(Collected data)
================
use async_trait::async_trait;
use log::{debug, warn};
use reqwest::multipart::{Form, Part};
use reqwest::{Client, Response};
use serde::de::DeserializeOwned;
use serde::Deserialize;

use crate::config::ClientConfig;
use crate::errors::CoreError;
use crate::models::holding::HoldingsResponse;
use crate::models::portfolio::Portfolio;
use crate::models::requests::{
    Ack, AddHoldingRequest, BulkDeleteRequest, CreatePortfolioResponse, DiscoverResponse,
    PortfolioNameRequest, SettingsUpdate, UploadFile,
};

use super::traits::PortfolioApi;

/// reqwest-backed client for the dashboard backend.
///
/// Stateless apart from the connection pool; every call is a single request
/// and nothing is retried.
#[derive(Debug, Clone)]
pub struct HttpPortfolioApi {
    client: Client,
    base_url: String,
}

/// FastAPI-style error body.
#[derive(Deserialize)]
struct ErrorBody {
    detail: Option<serde_json::Value>,
    error: Option<String>,
}

impl HttpPortfolioApi {
    pub fn new(config: &ClientConfig) -> Self {
        let builder = Client::builder();
        #[cfg(not(target_arch = "wasm32"))]
        let builder = builder.timeout(config.request_timeout);
        Self {
            client: builder.build().unwrap_or_else(|_| Client::new()),
            base_url: config.base_url.trim_end_matches('/').to_string(),
        }
    }

    pub fn base_url(&self) -> &str {
        &self.base_url
    }

    fn url(&self, path: &str) -> String {
        format!("{}{}", self.base_url, path)
    }

    /// Turn a response into `T`, mapping non-2xx statuses to `CoreError::Api`.
    async fn parse_response<T: DeserializeOwned>(response: Response) -> Result<T, CoreError> {
        let status = response.status();
        let body = response.text().await?;

        if !status.is_success() {
            warn!("API request failed ({status}): {body}");
            return Err(CoreError::Api {
                status: status.as_u16(),
                detail: error_detail(&body),
            });
        }

        debug!("API response ({status}): {} bytes", body.len());
        serde_json::from_str(&body)
            .map_err(|e| CoreError::Deserialization(format!("Failed to parse response: {e}")))
    }

    async fn parse_ack(response: Response) -> Result<Ack, CoreError> {
        let status = response.status().as_u16();
        // Some endpoints answer with an empty body.
        let ack = match Self::parse_response::<Option<Ack>>(response).await {
            Ok(ack) => ack.unwrap_or_default(),
            Err(CoreError::Deserialization(_)) => Ack::default(),
            Err(e) => return Err(e),
        };
        ack.into_result(status)
    }
}

fn error_detail(body: &str) -> Option<String> {
    let parsed: ErrorBody = serde_json::from_str(body).ok()?;
    match parsed.detail {
        Some(serde_json::Value::String(s)) => Some(s),
        Some(other) => Some(other.to_string()),
        None => parsed.error,
    }
}

#[cfg_attr(target_arch = "wasm32", async_trait(?Send))]
#[cfg_attr(not(target_arch = "wasm32"), async_trait)]
impl PortfolioApi for HttpPortfolioApi {
    async fn list_portfolios(&self) -> Result<Vec<Portfolio>, CoreError> {
        let url = self.url("/portfolios");
        debug!("GET {url}");
        let response = self.client.get(&url).send().await?;
        Self::parse_response(response).await
    }

    async fn create_portfolio(&self, name: &str) -> Result<Portfolio, CoreError> {
        let url = self.url("/portfolios");
        debug!("POST {url}");
        let response = self
            .client
            .post(&url)
            .json(&PortfolioNameRequest { name: name.to_string() })
            .send()
            .await?;
        let status = response.status().as_u16();
        let created: CreatePortfolioResponse = Self::parse_response(response).await?;

        if created.success == Some(false) {
            return Err(CoreError::Api {
                status,
                detail: created.error.or_else(|| Some("Failed to create portfolio".into())),
            });
        }
        created.portfolio.ok_or_else(|| {
            CoreError::Deserialization("Create response did not include the portfolio".into())
        })
    }

    async fn rename_portfolio(&self, id: &str, name: &str) -> Result<Ack, CoreError> {
        let url = self.url(&format!("/portfolios/{id}"));
        debug!("PUT {url}");
        let response = self
            .client
            .put(&url)
            .json(&PortfolioNameRequest { name: name.to_string() })
            .send()
            .await?;
        Self::parse_ack(response).await
    }

    async fn delete_portfolio(&self, id: &str) -> Result<Ack, CoreError> {
        let url = self.url(&format!("/portfolios/{id}"));
        debug!("DELETE {url}");
        let response = self.client.delete(&url).send().await?;
        Self::parse_ack(response).await
    }

    async fn get_holdings(&self, portfolio_id: &str) -> Result<HoldingsResponse, CoreError> {
        let url = self.url("/holdings");
        debug!("GET {url} (portfolio {portfolio_id})");
        let response = self
            .client
            .get(&url)
            .query(&[("portfolio_id", portfolio_id)])
            .send()
            .await?;
        Self::parse_response(response).await
    }

    async fn add_holding(&self, request: &AddHoldingRequest) -> Result<Ack, CoreError> {
        let url = self.url("/holdings/add");
        debug!("POST {url} ({})", request.isin);
        let response = self.client.post(&url).json(request).send().await?;
        Self::parse_ack(response).await
    }

    async fn delete_holdings(&self, request: &BulkDeleteRequest) -> Result<Ack, CoreError> {
        let url = self.url("/holdings/delete-bulk");
        debug!("POST {url} ({} holdings)", request.isins.len());
        let response = self.client.post(&url).json(request).send().await?;
        Self::parse_ack(response).await
    }

    async fn update_settings(&self, update: &SettingsUpdate) -> Result<Ack, CoreError> {
        let url = self.url("/settings");
        debug!("POST {url} ({})", update.isin);
        let response = self.client.post(&url).json(update).send().await?;
        Self::parse_ack(response).await
    }

    async fn auto_discover(&self) -> Result<DiscoverResponse, CoreError> {
        let url = self.url("/discover");
        debug!("POST {url}");
        let response = self.client.post(&url).send().await?;
        Self::parse_response(response).await
    }

    async fn upload(&self, file: &UploadFile) -> Result<Ack, CoreError> {
        let url = self.url("/upload");
        debug!("POST {url} ({}, {} bytes)", file.file_name, file.bytes.len());
        let part = Part::bytes(file.bytes.clone()).file_name(file.file_name.clone());
        let form = Form::new().part("file", part);
        let response = self.client.post(&url).multipart(form).send().await?;
        Self::parse_ack(response).await
    }
}
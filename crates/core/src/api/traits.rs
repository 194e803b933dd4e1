use async_trait::async_trait;

use crate::errors::CoreError;
use crate::models::holding::HoldingsResponse;
use crate::models::portfolio::Portfolio;
use crate::models::requests::{
    Ack, AddHoldingRequest, BulkDeleteRequest, DiscoverResponse, SettingsUpdate, UploadFile,
};

/// The backend REST contract, one method per endpoint.
///
/// Implementations own no state beyond their transport. The dashboard only
/// talks to the backend through this trait, so tests and alternative
/// transports plug in here.
#[cfg_attr(target_arch = "wasm32", async_trait(?Send))]
#[cfg_attr(not(target_arch = "wasm32"), async_trait)]
pub trait PortfolioApi: Send + Sync {
    /// `GET /portfolios`, in server order.
    async fn list_portfolios(&self) -> Result<Vec<Portfolio>, CoreError>;

    /// `POST /portfolios`. Returns the created portfolio.
    async fn create_portfolio(&self, name: &str) -> Result<Portfolio, CoreError>;

    /// `PUT /portfolios/{id}`.
    async fn rename_portfolio(&self, id: &str, name: &str) -> Result<Ack, CoreError>;

    /// `DELETE /portfolios/{id}`.
    async fn delete_portfolio(&self, id: &str) -> Result<Ack, CoreError>;

    /// `GET /holdings?portfolio_id={id}`.
    async fn get_holdings(&self, portfolio_id: &str) -> Result<HoldingsResponse, CoreError>;

    /// `POST /holdings/add`.
    async fn add_holding(&self, request: &AddHoldingRequest) -> Result<Ack, CoreError>;

    /// `POST /holdings/delete-bulk`.
    async fn delete_holdings(&self, request: &BulkDeleteRequest) -> Result<Ack, CoreError>;

    /// `POST /settings`.
    async fn update_settings(&self, update: &SettingsUpdate) -> Result<Ack, CoreError>;

    /// `POST /discover`.
    async fn auto_discover(&self) -> Result<DiscoverResponse, CoreError>;

    /// `POST /upload` as multipart, field `file`.
    async fn upload(&self, file: &UploadFile) -> Result<Ack, CoreError>;
}
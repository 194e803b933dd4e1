use std::cmp::Ordering;

use crate::models::holding::Holding;
use crate::models::sort::{SortConfig, SortDirection, SortKey};

/// A column value as the comparator sees it.
///
/// `Missing` is below every number and every string, so unknown values
/// collect at the low end and the direction then flips them like any other
/// value.
#[derive(Debug, Clone, PartialEq)]
pub enum SortValue<'a> {
    Missing,
    Number(f64),
    Text(&'a str),
}

impl<'a> SortValue<'a> {
    pub fn of(holding: &'a Holding, key: SortKey) -> Self {
        match key {
            SortKey::StockName => SortValue::Text(&holding.stock_name),
            SortKey::Quantity => number(holding.quantity),
            SortKey::AverageBuyPrice => number(holding.average_buy_price),
            SortKey::CurrentPrice => number(holding.current_price),
            SortKey::DayChangePercent => number(holding.day_change_percent),
            SortKey::TotalReturnPercent => number(holding.total_return_percent),
            SortKey::CurrentValue => number(Some(
                holding.current_price.unwrap_or(0.0) * holding.quantity.unwrap_or(0.0),
            )),
            SortKey::StopLoss => number(holding.stop_loss),
            SortKey::Target => number(holding.target),
            SortKey::State => SortValue::Text(&holding.state),
            SortKey::DateOfExit => holding
                .date_of_exit
                .as_deref()
                .map_or(SortValue::Missing, SortValue::Text),
        }
    }

    fn rank(&self) -> u8 {
        match self {
            SortValue::Missing => 0,
            SortValue::Number(_) => 1,
            SortValue::Text(_) => 2,
        }
    }
}

fn number<'a>(value: Option<f64>) -> SortValue<'a> {
    match value {
        Some(v) if !v.is_nan() => SortValue::Number(v),
        _ => SortValue::Missing,
    }
}

/// Total order over column values: Missing < numbers < strings.
pub fn compare_values(a: &SortValue<'_>, b: &SortValue<'_>) -> Ordering {
    match (a, b) {
        (SortValue::Number(x), SortValue::Number(y)) => x.total_cmp(y),
        (SortValue::Text(x), SortValue::Text(y)) => x.cmp(y),
        _ => a.rank().cmp(&b.rank()),
    }
}

/// Return the holdings ordered by `config`, leaving `holdings` untouched.
///
/// Stable: rows with equal values keep their input order in either direction.
pub fn sort_holdings<'a>(holdings: &'a [Holding], config: &SortConfig) -> Vec<&'a Holding> {
    let mut rows: Vec<&Holding> = holdings.iter().collect();
    rows.sort_by(|a, b| {
        let ordering = compare_values(&SortValue::of(a, config.key), &SortValue::of(b, config.key));
        match config.direction {
            SortDirection::Asc => ordering,
            SortDirection::Desc => ordering.reverse(),
        }
    });
    rows
}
================
TASK STATEMENT ▸ All lines carrying the word "HoldingsResponse" must be copied from the data above.

SOLUTION TO THE PROBLEM ▸
use crate::models::holding::HoldingsResponse;
    async fn get_holdings(&self, portfolio_id: &str) -> Result<HoldingsResponse, CoreError> {
use crate::models::holding::HoldingsResponse;
    async fn get_holdings(&self, portfolio_id: &str) -> Result<HoldingsResponse, CoreError>;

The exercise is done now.